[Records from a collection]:
______

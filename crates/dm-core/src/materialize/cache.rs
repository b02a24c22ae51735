//! Session-scoped materialization cache.
//! 会话级物化缓存。
//!
//! Append-only: an entry, once written, is reused verbatim until the owning
//! session closes. Each reference owns a [`OnceCell`], so concurrent lookups
//! of the same missing reference share one in-flight materialization and
//! never observe a half-written entry. A failed materialization leaves the
//! cell empty; the next lookup tries again.

use std::collections::HashMap;
use std::future::Future;
use std::sync::Arc;

use tokio::sync::{Mutex, OnceCell};

use crate::document::{MaterializedAsset, ResourceReference};

/// Whether a lookup was served from the cache or produced a fresh entry.
#[derive(Debug, Clone, Copy, PartialEq, Eq)]
pub enum CacheLookup {
    Hit,
    Miss,
}

/// Mapping from [`ResourceReference`] to [`MaterializedAsset`].
#[derive(Default)]
pub struct MaterializationCache {
    entries: Mutex<HashMap<ResourceReference, Arc<OnceCell<MaterializedAsset>>>>,
}

impl MaterializationCache {
    pub fn new() -> Self {
        Self::default()
    }

    /// Cached asset for `reference`, if one has been materialized.
    pub async fn get(&self, reference: &ResourceReference) -> Option<MaterializedAsset> {
        let entries = self.entries.lock().await;
        entries.get(reference).and_then(|cell| cell.get().cloned())
    }

    /// Return the cached asset, or run `materialize` exactly once across all
    /// concurrent callers for this reference and store its result.
    pub async fn get_or_materialize<F, Fut, E>(
        &self,
        reference: &ResourceReference,
        materialize: F,
    ) -> Result<(MaterializedAsset, CacheLookup), E>
    where
        F: FnOnce() -> Fut,
        Fut: Future<Output = Result<MaterializedAsset, E>>,
    {
        let cell = {
            let mut entries = self.entries.lock().await;
            Arc::clone(entries.entry(reference.clone()).or_default())
        };

        if let Some(asset) = cell.get() {
            return Ok((asset.clone(), CacheLookup::Hit));
        }

        let mut ran = false;
        let asset = cell
            .get_or_try_init(|| {
                ran = true;
                materialize()
            })
            .await?
            .clone();

        let lookup = if ran {
            #[cfg(feature = "tracing")]
            tracing::debug!(reference = %reference, "materialization cached");
            CacheLookup::Miss
        } else {
            CacheLookup::Hit
        };
        Ok((asset, lookup))
    }

    /// Store `asset` unless the reference is already cached; returns the
    /// value that ends up in the cache (first write wins).
    pub async fn insert(
        &self,
        reference: ResourceReference,
        asset: MaterializedAsset,
    ) -> MaterializedAsset {
        let cell = {
            let mut entries = self.entries.lock().await;
            Arc::clone(entries.entry(reference).or_default())
        };
        cell.get_or_init(|| async { asset }).await.clone()
    }

    pub async fn contains(&self, reference: &ResourceReference) -> bool {
        self.get(reference).await.is_some()
    }

    /// Number of materialized entries.
    pub async fn len(&self) -> usize {
        let entries = self.entries.lock().await;
        entries.values().filter(|cell| cell.initialized()).count()
    }

    pub async fn is_empty(&self) -> bool {
        self.len().await == 0
    }

    /// Drop every entry. Only called when the owning session closes.
    pub async fn clear(&self) {
        self.entries.lock().await.clear();
    }
}
use base64::{engine::general_purpose::STANDARD as BASE64, Engine as _};
use bytes::Bytes;
use std::fmt;
use std::sync::Arc;

use super::ResourceReference;

/// Raw bytes returned by the asset fetcher for one reference.
/// 资源获取器返回的原始字节。
#[derive(Debug, Clone)]
pub struct FetchedAsset {
    pub reference: ResourceReference,
    /// Content type declared by the server, if any.
    pub content_type: Option<String>,
    pub bytes: Bytes,
}

impl FetchedAsset {
    pub fn new(
        reference: ResourceReference,
        content_type: Option<String>,
        bytes: impl Into<Bytes>,
    ) -> Self {
        Self {
            reference,
            content_type,
            bytes: bytes.into(),
        }
    }
}

/// Self-contained `data:` URI for a materialized image.
/// 物化后的自包含 `data:` URI。
///
/// Cheap to clone; every image sharing a reference gets the same string.
#[derive(Clone, PartialEq, Eq)]
pub struct MaterializedAsset(Arc<str>);

impl MaterializedAsset {
    /// Encode `bytes` as a base64 data URI with the given MIME type.
    pub fn from_encoded(mime_type: &str, bytes: &[u8]) -> Self {
        let encoded = BASE64.encode(bytes);
        Self(format!("data:{mime_type};base64,{encoded}").into())
    }

    /// Wrap an existing data URI. Returns `None` for anything else.
    pub fn from_data_uri(uri: impl Into<String>) -> Option<Self> {
        let uri = uri.into();
        if ResourceReference::from(uri.as_str()).is_inline() {
            Some(Self(uri.into()))
        } else {
            None
        }
    }

    pub fn as_str(&self) -> &str {
        &self.0
    }

    /// MIME type embedded in the URI header (`data:<mime>;base64,`).
    pub fn mime_type(&self) -> Option<&str> {
        let header = self.0.strip_prefix("data:")?.split(',').next()?;
        let mime = header.split(';').next()?;
        if mime.is_empty() {
            None
        } else {
            Some(mime)
        }
    }

    /// Decode the payload back into bytes (base64 payloads only).
    pub fn decode(&self) -> anyhow::Result<Vec<u8>> {
        let (header, payload) = self
            .0
            .split_once(',')
            .ok_or_else(|| anyhow::anyhow!("data URI without payload separator"))?;
        if !header.ends_with(";base64") {
            anyhow::bail!("data URI payload is not base64");
        }
        Ok(BASE64.decode(payload)?)
    }
}

impl fmt::Debug for MaterializedAsset {
    fn fmt(&self, f: &mut fmt::Formatter<'_>) -> fmt::Result {
        f.debug_struct("MaterializedAsset")
            .field("mime_type", &self.mime_type())
            .field("len", &self.0.len())
            .finish()
    }
}
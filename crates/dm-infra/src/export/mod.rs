mod command_rasterizer;

pub use command_rasterizer::{CommandRasterizer, DEFAULT_COMMAND};
use serde::Serialize;
use std::path::PathBuf;

use crate::ids::JobId;
use crate::materialize::MaterializationReport;

/// User-facing message for a failed export.
pub const EXPORT_FAILED_MESSAGE: &str = "PDF download failed. Please use the Print button instead.";

/// Recovery path offered alongside a failed export.
#[derive(Debug, Clone, Copy, PartialEq, Eq, Serialize)]
#[serde(rename_all = "snake_case")]
pub enum FallbackSuggestion {
    /// Native print dialog on the currently rendered preview surface.
    NativePrint,
}

/// Single success/failure signal emitted per export attempt.
/// 每次导出尝试只发出一次的成功/失败信号。
#[derive(Debug, Clone, PartialEq, Serialize)]
#[serde(tag = "status", rename_all = "snake_case")]
pub enum ExportNotification {
    Succeeded {
        job_id: JobId,
        filename: String,
        location: PathBuf,
        report: MaterializationReport,
    },
    Failed {
        job_id: JobId,
        message: String,
        /// Underlying cause, for diagnostics.
        cause: String,
        fallback: FallbackSuggestion,
    },
}

impl ExportNotification {
    pub fn failed(job_id: JobId, cause: impl Into<String>) -> Self {
        ExportNotification::Failed {
            job_id,
            message: EXPORT_FAILED_MESSAGE.to_string(),
            cause: cause.into(),
            fallback: FallbackSuggestion::NativePrint,
        }
    }

    pub fn is_success(&self) -> bool {
        matches!(self, ExportNotification::Succeeded { .. })
    }

    pub fn job_id(&self) -> &JobId {
        match self {
            ExportNotification::Succeeded { job_id, .. } | ExportNotification::Failed { job_id, .. } => {
                job_id
            }
        }
    }
}
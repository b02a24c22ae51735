use std::io::Write;
use std::sync::Mutex;

use chrono::Utc;
use serde_json::json;
use tracing::{error, info};

use dm_core::ports::NotifierPort;
use dm_core::ExportNotification;

/// Caller-facing notifications for the command line.
///
/// Each notification is logged and written to the sink as one JSON line.
pub struct LogNotifier<W: Write + Send> {
    sink: Mutex<W>,
}

impl LogNotifier<std::io::Stdout> {
    pub fn stdout() -> Self {
        Self::new(std::io::stdout())
    }
}

impl<W: Write + Send> LogNotifier<W> {
    pub fn new(sink: W) -> Self {
        Self {
            sink: Mutex::new(sink),
        }
    }

    pub fn into_inner(self) -> W {
        self.sink.into_inner().unwrap_or_else(|p| p.into_inner())
    }
}

impl<W: Write + Send> NotifierPort for LogNotifier<W> {
    fn notify(&self, notification: &ExportNotification) {
        match notification {
            ExportNotification::Succeeded {
                filename, location, ..
            } => info!(filename = %filename, location = %location.display(), "Export succeeded"),
            ExportNotification::Failed { message, cause, .. } => {
                error!(cause = %cause, "{message}")
            }
        }

        let line = json!({
            "at": Utc::now().to_rfc3339(),
            "notification": notification,
        });
        let mut sink = self.sink.lock().unwrap_or_else(|p| p.into_inner());
        if let Err(err) = writeln!(sink, "{line}").and_then(|_| sink.flush()) {
            error!(error = %err, "Failed to write notification");
        }
    }
}

#[cfg(test)]
mod tests {
    use super::*;
    use dm_core::JobId;

    #[test]
    fn test_failure_is_written_as_json_line() {
        let notifier = LogNotifier::new(Vec::new());
        notifier.notify(&ExportNotification::failed(JobId::from("job-1"), "boom"));

        let out = String::from_utf8(notifier.into_inner()).unwrap();
        let value: serde_json::Value = serde_json::from_str(out.trim()).unwrap();

        assert_eq!(value["notification"]["status"], "failed");
        assert_eq!(value["notification"]["fallback"], "native_print");
        assert_eq!(
            value["notification"]["message"],
            "PDF download failed. Please use the Print button instead."
        );
        assert!(value["at"].is_string());
    }
}
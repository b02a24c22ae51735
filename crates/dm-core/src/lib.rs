//! # dm-core
//!
//! Core domain models and ports for the document materialization and export
//! pipeline.
//!
//! This crate contains pure logic without any infrastructure dependencies:
//! the URL normalizer, the session materialization cache, preview zoom, the
//! export job contract and the port traits implemented by `dm-infra`.

pub mod config;
pub mod document;
pub mod export;
pub mod ids;
pub mod materialize;
pub mod normalize;
pub mod ports;
pub mod preview;

// Re-export commonly used types at the crate root
pub use config::PipelineConfig;
pub use document::{FetchedAsset, MaterializedAsset, ResourceReference, Snapshot};
pub use export::{ExportJob, ExportNotification, FallbackSuggestion, RasterizeOptions};
pub use ids::{JobId, SessionId, SubtreeId};
pub use materialize::{MaterializationCache, MaterializationReport};
pub use normalize::{normalize_html, AssetOrigin};
pub use preview::{SandboxPolicy, Zoom};
/// Resolve a stored candidate upload path to its file-serving URL.
/// 将候选人上传文件的存储路径解析为文件访问 URL。
///
/// Uploads are stored as `uploads/<dir>/<file>` (sometimes with a leading
/// slash); the API serves them from `<api base>/forms/files/<dir>/<file>`.
pub fn upload_file_url(api_base_url: &str, file_path: &str) -> Option<String> {
    if file_path.is_empty() {
        return None;
    }

    let clean_path = file_path
        .strip_prefix("uploads/")
        .or_else(|| file_path.strip_prefix("/uploads/"))
        .unwrap_or(file_path);

    Some(format!(
        "{}/forms/files/{}",
        api_base_url.trim_end_matches('/'),
        clean_path
    ))
}

#[cfg(test)]
mod tests {
    use super::*;

    const API: &str = "http://localhost:8000/api";

    #[test]
    fn test_strips_uploads_prefix() {
        assert_eq!(
            upload_file_url(API, "uploads/candidate_forms/sig.jpg").as_deref(),
            Some("http://localhost:8000/api/forms/files/candidate_forms/sig.jpg")
        );
        assert_eq!(
            upload_file_url(API, "/uploads/candidate_forms/sig.jpg").as_deref(),
            Some("http://localhost:8000/api/forms/files/candidate_forms/sig.jpg")
        );
    }

    #[test]
    fn test_keeps_paths_without_prefix() {
        assert_eq!(
            upload_file_url(API, "candidate_forms/sig.jpg").as_deref(),
            Some("http://localhost:8000/api/forms/files/candidate_forms/sig.jpg")
        );
    }

    #[test]
    fn test_empty_path_has_no_url() {
        assert_eq!(upload_file_url(API, ""), None);
    }
}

______

[BRIEF]:
Each line above with the string "concurrent" should be reported in full.

[RESULT FOR THIS EXERCISE]:
//! session closes. Each reference owns a [`OnceCell`], so concurrent lookups
    /// concurrent callers for this reference and store its result.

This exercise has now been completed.